The question about an "exit plan" had to do with my curiosity about what you hope to accomplish by removing yourself from any say in who the candidates are.

That's easy: I save time. I save money. I save effort that I can devote to other projects that have a reasonable chance of success. I'm not against voting in principle. It's the weakest tool in the toolkit, but it's still there. I refuse, however, to go through the dog and pony show of picking one agent of globalization and U.S. imperialism over another agent of globalization and U.S. imperialism. In short, I demand what democracy is supposed to supply: candidates who reflect my views and whom I can affirmatively support (not negatively support as the "lesser of two evils"). If the electoral system doesn't deliver such people up, then I simply do not vote.

When I lived in Kansas, I got to experience a state that limited direct democracy compared to California. Here in California, there are ballot initiatives and propositions aplenty. In Kansas, there were no such issues to lure me to the polls in the mid-term elections. Living in East Lawrence, I did have a chance to vote for Dennis Moore, who has run unopposed in every Democrat primary in living memory. The problem? I've protested Moore every time he decided to put in an appearance in his constituency. The only person I wanted to see turfed out of office aside from Moore, which wasn't happening, was the egregious Phill Kline, and even then I didn't want it enough to vote for Paul Morrison, another law-and-order, lock-em-up jackass just like Kline (although Morrison's public sanctimony was entertainingly punctured by a sex scandal, unlike Kline's).

When you drop out, no matter how you spin fuming on the sidelines, that's all it is.
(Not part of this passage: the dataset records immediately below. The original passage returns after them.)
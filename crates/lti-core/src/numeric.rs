use crate::LtiError;

/// Floating point type used throughout system
pub type Real = f64;

/// One tolerance for everything
#[derive(Clone, Copy, Debug)]
pub struct Tolerances {
    pub abs: Real,
    pub rel: Real,
}

impl Default for Tolerances {
    fn default() -> Self {
        Self {
            abs: 1e-12,
            rel: 1e-9,
        }
    }
}

pub fn nearly_equal(a: Real, b: Real, tol: Tolerances) -> bool {
    let diff = (a - b).abs();
    if diff <= tol.abs {
        return true;
    }
    diff <= tol.rel * a.abs().max(b.abs())
}

pub fn ensure_finite(v: Real, what: &'static str) -> Result<Real, LtiError> {
    if v.is_finite() {
        Ok(v)
    } else {
        Err(LtiError::NonFinite { what, value: v })
    }
}

/// Check every entry of a coefficient slice.
pub fn ensure_all_finite(values: &[Real], what: &'static str) -> Result<(), LtiError> {
    for &v in values {
        ensure_finite(v, what)?;
    }
    Ok(())
}

/// Wrap an angle in degrees into (-180, 180].
pub fn wrap_degrees(deg: Real) -> Real {
    let mut w = deg % 360.0;
    if w > 180.0 {
        w -= 360.0;
    } else if w <= -180.0 {
        w += 360.0;
    }
    w
}

/// Remove 360 degree jumps from a phase sequence.
pub fn unwrap_degrees(phase: &mut [Real]) {
    for i in 1..phase.len() {
        let mut d = phase[i] - phase[i - 1];
        while d > 180.0 {
            phase[i] -= 360.0;
            d -= 360.0;
        }
        while d < -180.0 {
            phase[i] += 360.0;
            d += 360.0;
        }
    }
}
You fall face down into your own excrement metaphors and don't appear even to realize it.

So how much have you accomplished with all your voting? NAFTA? The Bosnian War? The Clinton-era assault on the poor? Iraq sanctions that killed hundreds of thousands of the most vulnerable Iraqis? Bank bailouts? Cash-for-Clunkers, a program that raided funds set aside from alternative energy in order to funnel money to the automotive industry? Drone strikes in Pakistan, Afghanistan, Somalia, and Yemen? Unprecedented assaults on civil liberties? A blind eye turned to the systematic starvation of Palestinians?

That's quite a range of achievements. Truly you can stand up and say proudly, "Mission Accomplished!"

Many of the specific failures highlighted by the article I sent out yesterday by Chris Hedges criticizing the performance of the Obama Administration are legitimate points.

So as far as fact goes Chris is right...

But the way Hedges's positions are stated, and the conclusions drawn from them are not the path of spiritual progressives, in my view."

...but he needs to STFU on transcendent spiritual grounds. Truly amazing!

Pete, your crystal ball is cracked and cloudy. Good luck with the anger issues that you need to work on but project toward others, old sport.

MJS:

This whole "anger" trope is interesting.

There are lots of good reasons to be angry at Obie, say. Anger seems like a rather reasonable response to mass murder, for example.

But of course one can't stay angry all the time, and anger isn't the feeling I experience as I sit here in my easy chair day after day pecking out these posts.

I cast around for a few minutes, just now, trying to figure out how to characterize my emotional tone during the throes of composition, and the closest I could get was "quiet glee." Then of course there's a certain craftsmanly pleasure in trying to find the right words -- like rummaging through your toolbox for just the right vee-pointed chisel.

Actually, writing this stuff makes me happy, now that I think of it.